## Task goal
Across the entries below, work out how many lines contain "with". Please give the number only.

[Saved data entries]
########################################
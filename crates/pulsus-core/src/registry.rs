//! Workflow and tool registry.
//!
//! Workflows are declarative JSON files loaded once at construction from the
//! workflows root; the external tool catalog is supplied by a collaborator as
//! plain descriptors (explicit registration, no filesystem introspection or
//! dynamic loading). Both are read-only after construction.

use serde::{Deserialize, Serialize};
use std::path::{Path, PathBuf};
use tracing::warn;

/// One step of a declarative workflow.
#[derive(Debug, Clone, Serialize, Deserialize)]
pub struct WorkflowStep {
    /// Tool reference: a filesystem path or a bare tool name.
    pub tool: String,
    /// Entry point exposed by the tool module.
    #[serde(default = "default_entry")]
    pub entry: String,
    #[serde(default)]
    pub inputs: serde_json::Map<String, serde_json::Value>,
    #[serde(default)]
    pub outputs: serde_json::Map<String, serde_json::Value>,
}

fn default_entry() -> String {
    "run".to_string()
}

/// Declarative workflow definition. Identity is the `(domain, action)` pair,
/// assumed unique per registry instance.
#[derive(Debug, Clone, Serialize, Deserialize)]
pub struct Workflow {
    pub id: String,
    pub domain: String,
    pub action: String,
    #[serde(default)]
    pub description: String,
    #[serde(default)]
    pub steps: Vec<WorkflowStep>,
}

/// External tool descriptor from the collaborator-supplied catalog.
#[derive(Debug, Clone, Serialize, Deserialize)]
pub struct ToolDescriptor {
    pub name: String,
    #[serde(default)]
    pub description: String,
    /// Concrete module path, when the tool is backed by one.
    #[serde(default)]
    pub path: Option<PathBuf>,
    #[serde(default = "default_entry")]
    pub entry: String,
}

/// Read-only lookup over loaded workflows and the external tool catalog.
#[derive(Debug, Default)]
pub struct Registry {
    workflows: Vec<Workflow>,
    tools: Vec<ToolDescriptor>,
}

impl Registry {
    /// Build a registry from the workflows root plus an external tool catalog.
    ///
    /// A missing root yields an empty workflow list with a warning; malformed
    /// definition files are skipped with a warning. Neither is fatal.
    pub fn load(workflows_root: &Path, tools: Vec<ToolDescriptor>) -> Self {
        let mut workflows = Vec::new();
        match std::fs::read_dir(workflows_root) {
            Ok(entries) => {
                let mut paths: Vec<PathBuf> = entries
                    .filter_map(|e| e.ok())
                    .map(|e| e.path())
                    .filter(|p| p.extension().and_then(|e| e.to_str()) == Some("json"))
                    .collect();
                // Deterministic load order regardless of directory iteration.
                paths.sort();
                for path in paths {
                    match Self::load_definition(&path) {
                        Ok(wf) => workflows.push(wf),
                        Err(reason) => {
                            warn!(
                                target: "pulsus::registry",
                                path = %path.display(),
                                %reason,
                                "skipping malformed workflow definition"
                            );
                        }
                    }
                }
            }
            Err(e) => {
                warn!(
                    target: "pulsus::registry",
                    root = %workflows_root.display(),
                    error = %e,
                    "workflows root not readable; registry starts empty"
                );
            }
        }
        Self { workflows, tools }
    }

    fn load_definition(path: &Path) -> Result<Workflow, String> {
        let bytes = std::fs::read(path).map_err(|e| e.to_string())?;
        serde_json::from_slice(&bytes).map_err(|e| e.to_string())
    }

    pub fn list_workflows(&self) -> &[Workflow] {
        &self.workflows
    }

    pub fn list_tools(&self) -> &[ToolDescriptor] {
        &self.tools
    }

    pub fn get_workflow(&self, domain: &str, action: &str) -> Option<&Workflow> {
        self.workflows
            .iter()
            .find(|w| w.domain == domain && w.action == action)
    }
}

#[cfg(test)]
mod tests {
    use super::*;

    fn write_workflow(dir: &Path, name: &str, body: &str) {
        std::fs::write(dir.join(name), body).unwrap();
    }

    #[test]
    fn loads_well_formed_and_skips_malformed() {
        let dir = tempfile::tempdir().unwrap();
        write_workflow(
            dir.path(),
            "analyze.json",
            r#"{"id":"wf1","domain":"analysis","action":"analyze_repository",
                "description":"analyze a repository tree",
                "steps":[{"tool":"repo_scan","entry":"run"}]}"#,
        );
        write_workflow(dir.path(), "broken.json", "{not json");
        let reg = Registry::load(dir.path(), Vec::new());
        assert_eq!(reg.list_workflows().len(), 1);
        assert!(reg.get_workflow("analysis", "analyze_repository").is_some());
        assert!(reg.get_workflow("analysis", "missing").is_none());
    }

    #[test]
    fn missing_root_yields_empty_registry() {
        let reg = Registry::load(Path::new("no/such/dir"), Vec::new());
        assert!(reg.list_workflows().is_empty());
    }

    #[test]
    fn step_entry_defaults_to_run() {
        let dir = tempfile::tempdir().unwrap();
        write_workflow(
            dir.path(),
            "wf.json",
            r#"{"id":"wf","domain":"docs","action":"summarize","steps":[{"tool":"summarizer"}]}"#,
        );
        let reg = Registry::load(dir.path(), Vec::new());
        assert_eq!(reg.list_workflows()[0].steps[0].entry, "run");
    }
}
########################################
## Final answer
2